When Amie and her partner moved in together, they had to make hard decisions about how much of life with Wayne to bring with them. Even before that, Amie had to decide about getting romantically involved at all. 

“When Wayne died, I leaned on my male friends a lot as I wanted a male perspective on everything. None of it was romantic. It took a long time before I thought about having another relationship. However, Oli wanted me to find another man straight away – he wanted a new dad.

“I thought that was harsh, but he was used to having four people in his house, and now he had only three people, and he didn’t feel as safe. He wanted four again and as soon as possible. It could’ve been anyone. My Mum would come and stay and he’d feel better.” 

Amie says the boys seem fine, but she’s acutely aware that Wayne’s sickness and death will have affected them. 

“Throughout chemotherapy, Wayne was immunocompromised so there were a lot of alarming trips to the emergency department. There was a life-or-death situation on a weekly basis. My mother could come over in the middle of the night, or the boys would be sent off to stay with family. Oli’s first year of school was compromised, Jasper had to come out of daycare, I had to stop work and nurse Wayne. For that year, my entire focus was on Wayne. I couldn’t focus on the boys. The boys ate a lot of baked beans and spaghetti that year, and any screen-time limits went out the window. 

“The thing is, if I'm completely honest, I don't feel like there's anything I could have done better or worse. I said to my sister-in-law one day, ‘I should have died – Wayne would have done this way better’, meaning about looking after the kids and moving on. But she said, as I was sobbing away, ‘No one can do it better. You just do it. There’s no right or wrong’. And I think that’s right. You find your way of doing it. 

“Maybe you need to be closed off for a while, or maybe you put it all out there, but you do what works for you and your kids. Just be confident that you’re making the best choice because it’s you who is making it.

“I’m lucky that Wayne was prepared to talk it all through – he’d even planned his funeral. Then I picked up from where he left off when he died and tried to make sense of it all. I tried to make the boys feel as safe as I possibly could.” 

Amie says when she looks at photos of herself from that time, she sees a woman who was living for other people.
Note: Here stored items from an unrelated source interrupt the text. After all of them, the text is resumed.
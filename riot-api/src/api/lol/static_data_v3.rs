use async_trait::async_trait;

use crate::{
    api::traits::ApiRequest,
    region::Platform,
    types::{Payload, RiotApiResponse},
};

/// Parameters requesting the full champion data set.
const CHAMPION_PARAMS: [(&str, &str); 3] =
    [("locale", "en_US"), ("champData", "all"), ("tags", "all")];

/// Riot LoL-Static-Data-V3 API.
#[async_trait]
pub trait StaticDataApi: ApiRequest {
    /// Data of every champion.
    async fn get_all_champions(&self, platform: Platform) -> RiotApiResponse<Payload> {
        tracing::trace!("[STATIC-DATA-V3 API] get_all_champions in {:?}", platform);

        self.get(platform, "static-data/v3/champions", None, &CHAMPION_PARAMS)
            .await
    }

    async fn get_champion(&self, champion_id: u32, platform: Platform) -> RiotApiResponse<Payload> {
        tracing::trace!(
            "[STATIC-DATA-V3 API] get_champion {} in {:?}",
            champion_id,
            platform
        );

        let id = champion_id.to_string();
        self.get(
            platform,
            "static-data/v3/champions",
            Some(id.as_str()),
            &CHAMPION_PARAMS,
        )
        .await
    }

    async fn get_item(&self, item_id: u32, platform: Platform) -> RiotApiResponse<Payload> {
        tracing::trace!("[STATIC-DATA-V3 API] get_item {} in {:?}", item_id, platform);

        let id = item_id.to_string();
        self.get(platform, "static-data/v3/items", Some(id.as_str()), &[])
            .await
    }
}

#[cfg(test)]
mod tests {
    use reqwest::StatusCode;

    use super::*;
    use crate::{api::lol::fake::FakeApi, types::RiotApiError};

    #[tokio::test]
    async fn get_all_champions_requests_full_data() {
        let api = FakeApi::new(vec![Ok(r#"{"type":"champion","data":{}}"#)]);

        let champions = api.get_all_champions(Platform::default()).await.unwrap();

        assert_eq!(champions.str("type"), Some("champion"));
        assert_eq!(
            api.paths(),
            vec!["/lol/static-data/v3/champions?locale=en_US&champData=all&tags=all&api_key=KEY"]
        );
        let host = api.requested.lock().unwrap()[0].host_str().map(String::from);
        assert_eq!(host.as_deref(), Some("na1.api.riotgames.com"));
    }

    #[tokio::test]
    async fn get_champion_uses_id_segment() {
        let api = FakeApi::new(vec![Ok(r#"{"id":266,"key":"Aatrox","name":"Aatrox"}"#)]);

        let champion = api.get_champion(266, Platform::Euw1).await.unwrap();

        assert_eq!(champion.str("name"), Some("Aatrox"));
        assert_eq!(
            api.paths(),
            vec!["/lol/static-data/v3/champions/266?locale=en_US&champData=all&tags=all&api_key=KEY"]
        );
    }

    #[tokio::test]
    async fn get_item_honours_platform() {
        let api = FakeApi::new(vec![Ok(r#"{"id":1001,"name":"Boots of Speed"}"#)]);

        let item = api.get_item(1001, Platform::Kr).await.unwrap();

        assert_eq!(item.u64("id"), Some(1001));
        let url = api.requested.lock().unwrap()[0].clone();
        assert_eq!(url.host_str(), Some("kr.api.riotgames.com"));
        assert_eq!(url.path(), "/lol/static-data/v3/items/1001");
    }

    #[tokio::test]
    async fn undecodable_body_is_a_serde_error() {
        let api = FakeApi::new(vec![Ok("<html>oops</html>")]);

        let res = api.get_item(1001, Platform::Na1).await;

        assert!(matches!(res, Err(RiotApiError::Serde(_))));
    }

    #[tokio::test]
    async fn status_error_is_propagated() {
        let api = FakeApi::new(vec![Err(StatusCode::NOT_FOUND)]);

        let err = api.get_champion(9999, Platform::Na1).await.unwrap_err();

        assert_eq!(err.status(), Some(StatusCode::NOT_FOUND));
    }
}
After Wayne’s death she was able to concentrate on herself again, getting herself fit and healthy. That’s for her boys, too. 

She’s done therapy, and still does sometimes, to work through stuff, and is open to the kids needing to go if they want to. “I still think, ‘When is the trauma going to show? When are they going to get really fucked up?’ Because there’s this narrative of people being screwed up by their parents dying at a young age, so I’m always on the lookout for the signs that they’re fucked in the head. To date, those signs haven’t come, but I’m always terrified they’re about to show.

“I do think about how different the boys might turn out without his influence. One thing they might not develop is the same sense of humour. Wayne was very, very funny. He had such clever, quick responses at his disposal every single time. He was super dry. Without that around them every day, hearing that, will they have the sense of humour they may have had? 

“All I can do is do my best for the kids, and some days my best is shit. That’s what you need to understand as the parent that’s left – you are going through this terrible grief and you’re trying not to traumatise your children, and some days you can’t control it. You’re in survival mode, and your best intentions die the moment you wake up and that person isn’t there.”

But the surviving parent and the children are still there. Amie says, while yes, the kids perhaps could have eaten better and had less screen-time over Wayne’s sickness and death, they also had a lot of her time. “We did a lot of hanging out together, reading books. We did whatever I could cope with together.

“Being a unit, being one unit. That’s how we got through it.”